# WHAT YOU NEED TO DO
Would you set down the complete data below, exactly as shown?
═══ SOURCE DATA
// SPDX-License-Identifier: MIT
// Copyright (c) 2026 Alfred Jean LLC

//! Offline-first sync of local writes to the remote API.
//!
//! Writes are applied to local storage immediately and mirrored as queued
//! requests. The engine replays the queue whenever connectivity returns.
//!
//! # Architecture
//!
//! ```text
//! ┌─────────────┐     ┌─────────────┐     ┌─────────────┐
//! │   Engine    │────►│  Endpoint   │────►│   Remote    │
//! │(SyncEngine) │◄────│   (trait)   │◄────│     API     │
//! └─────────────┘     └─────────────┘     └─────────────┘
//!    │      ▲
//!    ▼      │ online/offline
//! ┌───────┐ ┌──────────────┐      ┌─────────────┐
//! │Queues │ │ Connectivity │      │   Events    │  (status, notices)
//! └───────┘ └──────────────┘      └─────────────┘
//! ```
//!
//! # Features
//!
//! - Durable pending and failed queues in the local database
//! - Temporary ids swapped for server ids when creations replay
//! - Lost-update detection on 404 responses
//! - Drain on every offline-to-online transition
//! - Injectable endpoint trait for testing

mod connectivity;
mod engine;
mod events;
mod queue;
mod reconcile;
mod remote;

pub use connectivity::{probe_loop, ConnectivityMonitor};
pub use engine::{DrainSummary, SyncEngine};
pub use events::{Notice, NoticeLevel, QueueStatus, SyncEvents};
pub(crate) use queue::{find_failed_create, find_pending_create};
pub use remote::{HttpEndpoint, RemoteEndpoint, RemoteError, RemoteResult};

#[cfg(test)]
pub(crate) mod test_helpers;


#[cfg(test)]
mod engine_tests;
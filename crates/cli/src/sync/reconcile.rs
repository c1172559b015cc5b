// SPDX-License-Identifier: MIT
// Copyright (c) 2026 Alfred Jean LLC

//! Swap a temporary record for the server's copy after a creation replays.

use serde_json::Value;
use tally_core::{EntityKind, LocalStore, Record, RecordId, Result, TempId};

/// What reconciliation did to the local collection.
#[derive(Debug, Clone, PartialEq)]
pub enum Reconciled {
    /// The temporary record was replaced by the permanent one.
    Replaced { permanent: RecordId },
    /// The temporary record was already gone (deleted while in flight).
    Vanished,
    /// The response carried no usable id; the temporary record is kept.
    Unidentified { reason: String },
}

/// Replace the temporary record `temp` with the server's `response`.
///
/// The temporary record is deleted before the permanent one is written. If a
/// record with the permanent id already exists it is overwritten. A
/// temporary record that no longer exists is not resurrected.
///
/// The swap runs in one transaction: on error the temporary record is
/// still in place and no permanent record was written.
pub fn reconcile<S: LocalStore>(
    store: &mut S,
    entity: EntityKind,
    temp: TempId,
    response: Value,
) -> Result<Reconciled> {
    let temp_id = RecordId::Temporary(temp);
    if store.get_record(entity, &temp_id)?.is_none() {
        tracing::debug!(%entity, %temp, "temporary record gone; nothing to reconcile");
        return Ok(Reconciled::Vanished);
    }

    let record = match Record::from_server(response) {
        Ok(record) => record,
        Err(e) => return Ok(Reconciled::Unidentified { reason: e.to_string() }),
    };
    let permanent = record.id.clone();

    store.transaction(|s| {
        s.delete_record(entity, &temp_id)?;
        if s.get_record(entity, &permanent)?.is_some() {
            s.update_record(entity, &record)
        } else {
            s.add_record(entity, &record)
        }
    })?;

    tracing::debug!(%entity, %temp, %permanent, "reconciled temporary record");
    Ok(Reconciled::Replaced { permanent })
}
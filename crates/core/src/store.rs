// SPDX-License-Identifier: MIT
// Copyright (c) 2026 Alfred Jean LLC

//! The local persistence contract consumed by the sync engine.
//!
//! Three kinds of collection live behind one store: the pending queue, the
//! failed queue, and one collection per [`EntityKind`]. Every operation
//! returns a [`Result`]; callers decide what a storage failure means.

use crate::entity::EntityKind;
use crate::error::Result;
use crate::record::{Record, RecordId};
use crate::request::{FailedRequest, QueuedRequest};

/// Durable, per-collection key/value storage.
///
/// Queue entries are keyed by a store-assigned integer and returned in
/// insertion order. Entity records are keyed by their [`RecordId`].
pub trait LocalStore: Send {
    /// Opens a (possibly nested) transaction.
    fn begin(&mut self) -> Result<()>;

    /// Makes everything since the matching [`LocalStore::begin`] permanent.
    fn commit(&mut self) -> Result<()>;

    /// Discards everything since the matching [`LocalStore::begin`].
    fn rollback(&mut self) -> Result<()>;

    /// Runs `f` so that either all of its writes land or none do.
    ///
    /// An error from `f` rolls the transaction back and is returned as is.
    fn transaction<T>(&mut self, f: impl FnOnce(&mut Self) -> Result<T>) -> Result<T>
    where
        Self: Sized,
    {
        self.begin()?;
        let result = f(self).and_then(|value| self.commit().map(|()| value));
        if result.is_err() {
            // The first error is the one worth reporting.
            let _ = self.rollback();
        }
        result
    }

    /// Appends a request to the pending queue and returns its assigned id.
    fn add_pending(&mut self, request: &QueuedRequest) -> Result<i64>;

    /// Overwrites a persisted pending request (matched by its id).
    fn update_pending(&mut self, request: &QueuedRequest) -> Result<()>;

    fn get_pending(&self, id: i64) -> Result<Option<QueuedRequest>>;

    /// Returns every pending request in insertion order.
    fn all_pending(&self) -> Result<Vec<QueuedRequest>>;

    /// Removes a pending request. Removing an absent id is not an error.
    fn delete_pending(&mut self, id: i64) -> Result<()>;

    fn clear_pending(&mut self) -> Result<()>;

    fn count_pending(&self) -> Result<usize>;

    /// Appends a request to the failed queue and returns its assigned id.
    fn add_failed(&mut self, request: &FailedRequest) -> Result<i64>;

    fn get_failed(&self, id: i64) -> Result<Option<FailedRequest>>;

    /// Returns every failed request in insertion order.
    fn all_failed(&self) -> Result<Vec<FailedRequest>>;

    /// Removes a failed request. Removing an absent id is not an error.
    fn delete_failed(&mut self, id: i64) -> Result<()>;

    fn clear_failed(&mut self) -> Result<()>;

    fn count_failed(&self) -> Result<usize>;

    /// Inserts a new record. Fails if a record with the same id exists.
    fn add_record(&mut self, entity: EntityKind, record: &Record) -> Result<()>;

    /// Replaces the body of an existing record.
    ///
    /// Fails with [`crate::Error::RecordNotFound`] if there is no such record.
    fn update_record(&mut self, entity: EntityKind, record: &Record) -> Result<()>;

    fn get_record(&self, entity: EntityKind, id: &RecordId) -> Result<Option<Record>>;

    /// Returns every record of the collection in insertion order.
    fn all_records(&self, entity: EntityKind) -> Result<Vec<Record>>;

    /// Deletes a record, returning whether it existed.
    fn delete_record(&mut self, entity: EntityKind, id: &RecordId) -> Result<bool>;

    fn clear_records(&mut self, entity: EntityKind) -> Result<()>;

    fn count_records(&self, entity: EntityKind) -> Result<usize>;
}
══════
# OUTPUT BELOW
// SPDX-License-Identifier: MIT
// Copyright (c) 2026 Alfred Jean LLC

//! Offline-first sync of local writes to the remote API.
//!
//! Writes are applied to local storage immediately and mirrored as queued
//! requests. The engine replays the queue whenever connectivity returns.
//!
//! # Architecture
//!
//! ```text
//! ┌─────────────┐     ┌─────────────┐     ┌─────────────┐
//! │   Engine    │────►│  Endpoint   │────►│   Remote    │
//! │(SyncEngine) │◄────│   (trait)   │◄────│     API     │
//! └─────────────┘     └─────────────┘     └─────────────┘
//!    │      ▲
//!    ▼      │ online/offline
//! ┌───────┐ ┌──────────────┐      ┌─────────────┐
//! │Queues │ │ Connectivity │      │   Events    │  (status, notices)
//! └───────┘ └──────────────┘      └─────────────┘
//! ```
//!
//! # Features
//!
//! - Durable pending and failed queues in the local database
//! - Temporary ids swapped for server ids when creations replay
//! - Lost-update detection on 404 responses
//! - Drain on every offline-to-online transition
//! - Injectable endpoint trait for testing

mod connectivity;
mod engine;
mod events;
mod queue;
mod reconcile;
mod remote;

pub use connectivity::{probe_loop, ConnectivityMonitor};
pub use engine::{DrainSummary, SyncEngine};
pub use events::{Notice, NoticeLevel, QueueStatus, SyncEvents};
pub(crate) use queue::{find_failed_create, find_pending_create};
pub use remote::{HttpEndpoint, RemoteEndpoint, RemoteError, RemoteResult};

#[cfg(test)]
pub(crate) mod test_helpers;


#[cfg(test)]
mod engine_tests;
filename crates/cli/src/sync/reconcile.rs
repository c1172559b015cc5b
// SPDX-License-Identifier: MIT
// Copyright (c) 2026 Alfred Jean LLC

//! Swap a temporary record for the server's copy after a creation replays.

use serde_json::Value;
use tally_core::{EntityKind, LocalStore, Record, RecordId, Result, TempId};

/// What reconciliation did to the local collection.
#[derive(Debug, Clone, PartialEq)]
pub enum Reconciled {
    /// The temporary record was replaced by the permanent one.
    Replaced { permanent: RecordId },
    /// The temporary record was already gone (deleted while in flight).
    Vanished,
    /// The response carried no usable id; the temporary record is kept.
    Unidentified { reason: String },
}

/// Replace the temporary record `temp` with the server's `response`.
///
/// The temporary record is deleted before the permanent one is written. If a
/// record with the permanent id already exists it is overwritten. A
/// temporary record that no longer exists is not resurrected.
///
/// The swap runs in one transaction: on error the temporary record is
/// still in place and no permanent record was written.
pub fn reconcile<S: LocalStore>(
    store: &mut S,
    entity: EntityKind,
    temp: TempId,
    response: Value,
) -> Result<Reconciled> {
    let temp_id = RecordId::Temporary(temp);
    if store.get_record(entity, &temp_id)?.is_none() {
        tracing::debug!(%entity, %temp, "temporary record gone; nothing to reconcile");
        return Ok(Reconciled::Vanished);
    }

    let record = match Record::from_server(response) {
        Ok(record) => record,
        Err(e) => return Ok(Reconciled::Unidentified { reason: e.to_string() }),
    };
    let permanent = record.id.clone();

    store.transaction(|s| {
        s.delete_record(entity, &temp_id)?;
        if s.get_record(entity, &permanent)?.is_some() {
            s.update_record(entity, &record)
        } else {
            s.add_record(entity, &record)
        }
    })?;

    tracing::debug!(%entity, %temp, %permanent, "reconciled temporary record");
    Ok(Reconciled::Replaced { permanent })
}
filename crates/core/src/store.rs
// SPDX-License-Identifier: MIT
// Copyright (c) 2026 Alfred Jean LLC

//! The local persistence contract consumed by the sync engine.
//!
//! Three kinds of collection live behind one store: the pending queue, the
//! failed queue, and one collection per [`EntityKind`]. Every operation
//! returns a [`Result`]; callers decide what a storage failure means.

use crate::entity::EntityKind;
use crate::error::Result;
use crate::record::{Record, RecordId};
use crate::request::{FailedRequest, QueuedRequest};

/// Durable, per-collection key/value storage.
///
/// Queue entries are keyed by a store-assigned integer and returned in
/// insertion order. Entity records are keyed by their [`RecordId`].
pub trait LocalStore: Send {
    /// Opens a (possibly nested) transaction.
    fn begin(&mut self) -> Result<()>;

    /// Makes everything since the matching [`LocalStore::begin`] permanent.
    fn commit(&mut self) -> Result<()>;

    /// Discards everything since the matching [`LocalStore::begin`].
    fn rollback(&mut self) -> Result<()>;

    /// Runs `f` so that either all of its writes land or none do.
    ///
    /// An error from `f` rolls the transaction back and is returned as is.
    fn transaction<T>(&mut self, f: impl FnOnce(&mut Self) -> Result<T>) -> Result<T>
    where
        Self: Sized,
    {
        self.begin()?;
        let result = f(self).and_then(|value| self.commit().map(|()| value));
        if result.is_err() {
            // The first error is the one worth reporting.
            let _ = self.rollback();
        }
        result
    }

    /// Appends a request to the pending queue and returns its assigned id.
    fn add_pending(&mut self, request: &QueuedRequest) -> Result<i64>;

    /// Overwrites a persisted pending request (matched by its id).
    fn update_pending(&mut self, request: &QueuedRequest) -> Result<()>;

    fn get_pending(&self, id: i64) -> Result<Option<QueuedRequest>>;

    /// Returns every pending request in insertion order.
    fn all_pending(&self) -> Result<Vec<QueuedRequest>>;

    /// Removes a pending request. Removing an absent id is not an error.
    fn delete_pending(&mut self, id: i64) -> Result<()>;

    fn clear_pending(&mut self) -> Result<()>;

    fn count_pending(&self) -> Result<usize>;

    /// Appends a request to the failed queue and returns its assigned id.
    fn add_failed(&mut self, request: &FailedRequest) -> Result<i64>;

    fn get_failed(&self, id: i64) -> Result<Option<FailedRequest>>;

    /// Returns every failed request in insertion order.
    fn all_failed(&self) -> Result<Vec<FailedRequest>>;

    /// Removes a failed request. Removing an absent id is not an error.
    fn delete_failed(&mut self, id: i64) -> Result<()>;

    fn clear_failed(&mut self) -> Result<()>;

    fn count_failed(&self) -> Result<usize>;

    /// Inserts a new record. Fails if a record with the same id exists.
    fn add_record(&mut self, entity: EntityKind, record: &Record) -> Result<()>;

    /// Replaces the body of an existing record.
    ///
    /// Fails with [`crate::Error::RecordNotFound`] if there is no such record.
    fn update_record(&mut self, entity: EntityKind, record: &Record) -> Result<()>;

    fn get_record(&self, entity: EntityKind, id: &RecordId) -> Result<Option<Record>>;

    /// Returns every record of the collection in insertion order.
    fn all_records(&self, entity: EntityKind) -> Result<Vec<Record>>;

    /// Deletes a record, returning whether it existed.
    fn delete_record(&mut self, entity: EntityKind, id: &RecordId) -> Result<bool>;

    fn clear_records(&mut self, entity: EntityKind) -> Result<()>;

    fn count_records(&self, entity: EntityKind) -> Result<usize>;
}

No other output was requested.